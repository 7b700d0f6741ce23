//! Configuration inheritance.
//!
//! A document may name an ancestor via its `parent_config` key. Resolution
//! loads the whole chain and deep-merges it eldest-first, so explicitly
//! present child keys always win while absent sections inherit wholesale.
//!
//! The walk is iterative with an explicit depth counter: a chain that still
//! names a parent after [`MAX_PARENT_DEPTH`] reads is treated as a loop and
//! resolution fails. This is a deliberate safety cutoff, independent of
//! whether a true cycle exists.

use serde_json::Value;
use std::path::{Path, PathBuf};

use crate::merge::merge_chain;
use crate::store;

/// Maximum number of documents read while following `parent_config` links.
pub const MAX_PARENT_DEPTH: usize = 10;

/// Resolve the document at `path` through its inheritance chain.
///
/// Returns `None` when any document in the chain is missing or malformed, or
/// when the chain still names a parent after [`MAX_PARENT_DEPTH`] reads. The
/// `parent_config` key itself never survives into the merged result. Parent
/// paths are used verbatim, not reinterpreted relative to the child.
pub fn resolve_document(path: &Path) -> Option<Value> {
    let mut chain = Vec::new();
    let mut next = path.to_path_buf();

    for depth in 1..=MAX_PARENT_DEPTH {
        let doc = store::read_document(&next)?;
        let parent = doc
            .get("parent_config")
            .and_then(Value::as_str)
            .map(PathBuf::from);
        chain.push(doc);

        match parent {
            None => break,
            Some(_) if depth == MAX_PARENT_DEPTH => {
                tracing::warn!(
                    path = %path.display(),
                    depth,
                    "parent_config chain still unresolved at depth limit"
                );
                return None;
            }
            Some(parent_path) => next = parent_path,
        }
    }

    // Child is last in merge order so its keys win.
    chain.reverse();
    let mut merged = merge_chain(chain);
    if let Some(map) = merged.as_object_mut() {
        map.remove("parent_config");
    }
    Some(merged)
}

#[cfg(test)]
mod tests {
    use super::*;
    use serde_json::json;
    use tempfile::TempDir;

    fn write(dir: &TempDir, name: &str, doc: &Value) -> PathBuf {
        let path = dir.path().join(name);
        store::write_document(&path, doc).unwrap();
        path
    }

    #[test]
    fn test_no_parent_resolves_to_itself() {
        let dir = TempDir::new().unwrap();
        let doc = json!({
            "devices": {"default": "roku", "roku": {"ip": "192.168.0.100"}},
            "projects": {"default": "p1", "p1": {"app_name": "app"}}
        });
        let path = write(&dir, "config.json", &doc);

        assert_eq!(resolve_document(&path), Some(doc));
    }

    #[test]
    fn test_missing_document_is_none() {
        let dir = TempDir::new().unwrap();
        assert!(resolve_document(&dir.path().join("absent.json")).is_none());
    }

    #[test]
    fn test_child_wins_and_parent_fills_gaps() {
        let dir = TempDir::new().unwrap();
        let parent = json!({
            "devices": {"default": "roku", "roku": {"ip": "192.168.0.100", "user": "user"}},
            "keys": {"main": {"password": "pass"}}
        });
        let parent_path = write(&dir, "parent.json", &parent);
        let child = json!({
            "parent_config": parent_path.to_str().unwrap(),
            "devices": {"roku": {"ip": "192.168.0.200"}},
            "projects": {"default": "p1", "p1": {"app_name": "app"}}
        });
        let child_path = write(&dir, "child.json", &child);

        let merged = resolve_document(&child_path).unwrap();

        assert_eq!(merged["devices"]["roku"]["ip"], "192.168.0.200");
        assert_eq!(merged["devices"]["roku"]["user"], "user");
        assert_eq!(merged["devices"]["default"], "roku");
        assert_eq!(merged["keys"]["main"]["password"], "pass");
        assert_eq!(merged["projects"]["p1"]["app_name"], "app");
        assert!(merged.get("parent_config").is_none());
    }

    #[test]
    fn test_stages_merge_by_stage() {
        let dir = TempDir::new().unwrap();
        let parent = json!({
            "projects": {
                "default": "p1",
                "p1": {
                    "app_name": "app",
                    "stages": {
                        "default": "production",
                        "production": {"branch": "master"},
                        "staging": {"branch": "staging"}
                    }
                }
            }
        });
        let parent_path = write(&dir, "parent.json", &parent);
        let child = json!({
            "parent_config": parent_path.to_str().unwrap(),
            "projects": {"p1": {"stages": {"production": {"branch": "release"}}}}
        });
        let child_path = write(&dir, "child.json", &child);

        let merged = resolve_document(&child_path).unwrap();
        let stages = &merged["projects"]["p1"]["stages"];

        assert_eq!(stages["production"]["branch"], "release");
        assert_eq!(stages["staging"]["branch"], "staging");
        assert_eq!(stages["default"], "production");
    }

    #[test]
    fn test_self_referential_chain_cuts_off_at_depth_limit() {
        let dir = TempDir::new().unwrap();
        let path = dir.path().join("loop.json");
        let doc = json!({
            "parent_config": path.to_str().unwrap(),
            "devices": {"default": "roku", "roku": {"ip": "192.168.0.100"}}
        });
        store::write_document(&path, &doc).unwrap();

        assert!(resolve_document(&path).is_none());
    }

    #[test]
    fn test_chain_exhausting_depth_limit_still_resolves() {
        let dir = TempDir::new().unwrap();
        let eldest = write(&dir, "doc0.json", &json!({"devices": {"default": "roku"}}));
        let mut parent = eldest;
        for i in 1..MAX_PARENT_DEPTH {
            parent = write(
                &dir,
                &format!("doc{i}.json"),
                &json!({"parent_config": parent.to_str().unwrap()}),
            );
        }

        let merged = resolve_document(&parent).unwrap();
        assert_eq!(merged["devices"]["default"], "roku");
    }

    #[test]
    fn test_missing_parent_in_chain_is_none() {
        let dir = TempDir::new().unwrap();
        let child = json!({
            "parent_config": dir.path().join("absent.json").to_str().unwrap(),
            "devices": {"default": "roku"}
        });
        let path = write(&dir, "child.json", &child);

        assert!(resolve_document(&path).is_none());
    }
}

> _YOUR ASSIGNMENT_: A line qualifies when it holds the word "absent"; report all qualifying lines from the records above.

> _SOLUTION FOR THIS PROBLEM_:
//! present child keys always win while absent sections inherit wholesale.
        assert!(resolve_document(&dir.path().join("absent.json")).is_none());
            "parent_config": dir.path().join("absent.json").to_str().unwrap(),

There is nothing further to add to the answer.